Zoey laughed, then stopped laughing and said, “We are so screwed.”

Budd said, “Well, we got a special delivery comin'. I reckon it might change your mind.”

 

FIFTY

That night, she had another Jezza dream.

This time she was back in her old greasy apartment again, in the bathtub that was so tiny that even short Zoey had to keep her knees out of the water if she wanted to get her top half under it. The door opened and there was Jezza—only now, in the dream, he was half man, half machine, his eyes replaced by tiny whirring blades like from a blender, his arms bundles of wires and gears. Looming over the tub, grabbing Zoey by the neck and forcing her under the surface, the water burning down her nostrils and flowing down her throat, tasting like soap and bath salts, Zoey clawing at his face while she drowned an inch away from air …

Zoey awoke and sat up, splashing water in every direction and startling Stench Machine, who went skittering across the bathroom tile. She wiped water from her eyes and spent ten seconds trying to remember where she was.

She had fallen asleep in a bathtub that was twice as long as the one she was used to, and without the other end to brace her, had slid under the surface. The tub was in yet another of the guest rooms at the Casa de Zoey, a luxurious device that kept the water heated at a constant temperature, lit the room with simulated candlelight, and generated aromatherapy scents according to whatever mood it detected you were in. The inside of the tub was covered in a layer of some kind of clear gel that molded to your body, so you didn't have hard fiberglass pressing against your tailbone if you tried to sit up. Zoey wondered if there would be a perfect mold of her butt after she got out.

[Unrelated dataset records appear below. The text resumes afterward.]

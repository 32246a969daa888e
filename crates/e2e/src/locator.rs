//! Declarative element locators and their resolution
//!
//! A [`Locator`] is a lookup recipe, never a handle. Resolution runs against
//! the live DOM every time it is asked for.

use std::fmt;
use std::time::Duration;

use serde::{Deserialize, Serialize};
use tracing::debug;

use crate::driver::ElementHandle;
use crate::error::{E2eError, E2eResult};
use crate::session::Session;
use crate::wait::Poller;

/// How to find an element
#[derive(Debug, Clone, PartialEq, Serialize, Deserialize)]
#[serde(untagged)]
pub enum By {
    /// ARIA role, optionally narrowed by accessible name
    Role {
        role: String,
        #[serde(default, skip_serializing_if = "Option::is_none")]
        name: Option<String>,
    },
    /// Visible text content
    Text {
        text: String,
        #[serde(default)]
        exact: bool,
    },
    /// Structural path from the document root
    Path { xpath: String },
}

/// A lookup recipe plus match selection
#[derive(Debug, Clone, PartialEq, Serialize, Deserialize)]
pub struct Locator {
    #[serde(flatten)]
    pub by: By,

    /// Pick the n-th match instead of requiring a unique one
    #[serde(default, skip_serializing_if = "Option::is_none")]
    pub nth: Option<usize>,

    /// Only search frames whose name matches
    #[serde(default, skip_serializing_if = "Option::is_none")]
    pub frame: Option<String>,
}

impl Locator {
    pub fn role(role: impl Into<String>, name: Option<&str>) -> Self {
        Self::from(By::Role {
            role: role.into(),
            name: name.map(String::from),
        })
    }

    pub fn text(text: impl Into<String>) -> Self {
        Self::from(By::Text {
            text: text.into(),
            exact: false,
        })
    }

    pub fn xpath(xpath: impl Into<String>) -> Self {
        Self::from(By::Path { xpath: xpath.into() })
    }

    pub fn nth(mut self, index: usize) -> Self {
        self.nth = Some(index);
        self
    }

    pub fn in_frame(mut self, name: impl Into<String>) -> Self {
        self.frame = Some(name.into());
        self
    }

    /// Apply `nth` to a full match list
    pub fn select(&self, mut matches: Vec<ElementHandle>) -> Vec<ElementHandle> {
        match self.nth {
            Some(n) if n < matches.len() => vec![matches.swap_remove(n)],
            Some(_) => Vec::new(),
            None => matches,
        }
    }
}

impl From<By> for Locator {
    fn from(by: By) -> Self {
        Self {
            by,
            nth: None,
            frame: None,
        }
    }
}

impl fmt::Display for Locator {
    fn fmt(&self, f: &mut fmt::Formatter<'_>) -> fmt::Result {
        match &self.by {
            By::Role { role, name: Some(name) } => write!(f, "role={} name={:?}", role, name)?,
            By::Role { role, name: None } => write!(f, "role={}", role)?,
            By::Text { text, exact: true } => write!(f, "text={:?} (exact)", text)?,
            By::Text { text, .. } => write!(f, "text={:?}", text)?,
            By::Path { xpath } => write!(f, "xpath={}", xpath)?,
        }
        if let Some(n) = self.nth {
            write!(f, " nth={}", n)?;
        }
        if let Some(frame) = &self.frame {
            write!(f, " frame={}", frame)?;
        }
        Ok(())
    }
}

/// Which page of the session a step targets
#[derive(Debug, Clone, Copy, Default, PartialEq, Eq)]
pub enum PageTarget {
    /// Most recently opened page
    #[default]
    Current,
    /// Page by open order
    Index(usize),
}

impl From<Option<usize>> for PageTarget {
    fn from(index: Option<usize>) -> Self {
        index.map(PageTarget::Index).unwrap_or_default()
    }
}

/// Resolve a locator against the current DOM. No caching, no waiting.
pub async fn resolve(
    session: &mut Session,
    locator: &Locator,
    target: PageTarget,
) -> E2eResult<Vec<ElementHandle>> {
    let page = session.page(target)?;
    let frames = session.frames(&page).await?;
    let driver = session.driver()?;

    let mut matches = Vec::new();
    for info in frames {
        if let Some(wanted) = &locator.frame {
            if info.name.as_deref() != Some(wanted.as_str()) {
                continue;
            }
        }
        match driver.find_all(&page, &info.frame, &locator.by).await {
            Ok(found) => matches.extend(found),
            Err(e) if info.frame.is_main() => return Err(e),
            Err(e) => {
                // Frame went away between enumeration and query
                debug!("Skipping frame {} while resolving {}: {}", info.frame, locator, e);
            }
        }
    }

    Ok(locator.select(matches))
}

/// Resolve, polling until at least one match exists or the deadline passes
pub async fn locate(
    session: &mut Session,
    locator: &Locator,
    target: PageTarget,
    timeout: Duration,
    poll_interval: Duration,
) -> E2eResult<Vec<ElementHandle>> {
    let mut poller = Poller::new(timeout, poll_interval);
    loop {
        match resolve(session, locator, target).await {
            Ok(found) if !found.is_empty() => return Ok(found),
            Ok(_) => {}
            Err(e) if e.is_transient() => debug!("Resolving {} failed, polling again: {}", locator, e),
            Err(e) => return Err(e),
        }
        if poller.tick().await.is_err() {
            return Err(E2eError::NotFound {
                locator: locator.to_string(),
                observed: format!("no match after {} ms", poller.elapsed().as_millis()),
            });
        }
    }
}

/// Compile a locator to an XPath expression
pub fn to_xpath(by: &By) -> String {
    match by {
        By::Path { xpath } => normalize_path(xpath),
        By::Text { text, exact } => {
            let literal = xpath_literal(text);
            let test = if *exact {
                format!("normalize-space(.)={}", literal)
            } else {
                format!("contains(normalize-space(.),{})", literal)
            };
            // innermost elements only
            format!("//*[{test} and not(.//*[{test}])]", test = test)
        }
        By::Role { role, name } => {
            let base = role_xpath(role);
            match name {
                None => base,
                Some(name) => {
                    let literal = xpath_literal(name);
                    let named = format!(
                        "[normalize-space(.)={l} or @aria-label={l} or @placeholder={l} or @value={l} or @title={l}]",
                        l = literal
                    );
                    base.split(" | ")
                        .map(|alt| format!("{}{}", alt, named))
                        .collect::<Vec<_>>()
                        .join(" | ")
                }
            }
        }
    }
}

/// Recorded paths come as `html/body/...` or `xpath=...`; make them absolute
fn normalize_path(xpath: &str) -> String {
    let path = xpath.strip_prefix("xpath=").unwrap_or(xpath).trim();
    if path.starts_with('/') || path.starts_with('(') {
        path.to_string()
    } else {
        format!("/{}", path)
    }
}

fn role_xpath(role: &str) -> String {
    let explicit = format!("//*[@role={}]", xpath_literal(role));
    let implicit: &[&str] = match role {
        "button" => &[
            "//button",
            "//input[@type='submit' or @type='button' or @type='reset']",
        ],
        "link" => &["//a[@href]"],
        "textbox" => &[
            "//textarea",
            "//input[not(@type) or @type='text' or @type='email' or @type='password' or @type='search' or @type='tel' or @type='url' or @type='number']",
        ],
        "checkbox" => &["//input[@type='checkbox']"],
        "radio" => &["//input[@type='radio']"],
        "combobox" => &["//select"],
        "heading" => &["//h1", "//h2", "//h3", "//h4", "//h5", "//h6"],
        "listitem" => &["//li"],
        "row" => &["//tr"],
        "cell" => &["//td"],
        "dialog" => &["//dialog"],
        "navigation" => &["//nav"],
        "img" => &["//img[@alt]"],
        _ => &[],
    };

    let mut alternatives = vec![explicit];
    alternatives.extend(implicit.iter().map(|s| s.to_string()));
    alternatives.join(" | ")
}

/// Quote a string as an XPath 1.0 literal
pub fn xpath_literal(s: &str) -> String {
    if !s.contains('\'') {
        format!("'{}'", s)
    } else if !s.contains('"') {
        format!("\"{}\"", s)
    } else {
        let parts: Vec<String> = s.split('\'').map(|p| format!("'{}'", p)).collect();
        format!("concat({})", parts.join(", \"'\", "))
    }
}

It was the middle of the night, about twelve hours after the events at Livingston Tower that left it a three-story-tall pile of steel beams and concrete in the center of a ten-block-wide lake of scattered glass. The bath had been Andre's idea, something he says they teach in the army, to deal with the immediate aftermath of combat trauma. When you get a moment of safety, they say, take time to do the human basics: bathing, grooming, eating, sleeping. Oh, and breathing—that slow, steady breathing, from the belly. You stay tensed up and alert all the time, Andre said, and you wind up frying those circuits in your brain, rendering them useless (“Or slowly drinking yourself to death, like Will here.”).

Zoey stepped out of the guest room (and yes, the tub did in fact have a butt indentation after she got out) and found Wu patiently standing guard outside her door.

At the sight of her he said, “Ms. Ling was looking for you. There is activity in the ballroom.”

“Okay, do you mean an actual ballroom where people hold dances, or that room with the Chuck E. Cheese ball pit?” Zoey imagined Will, Echo, and the rest flopping around in there among the colored balls, like a bunch of kids at a birthday party.

“The former, I would assume.”

“All right, didn't know I had one of those. Do you have any idea where it is?”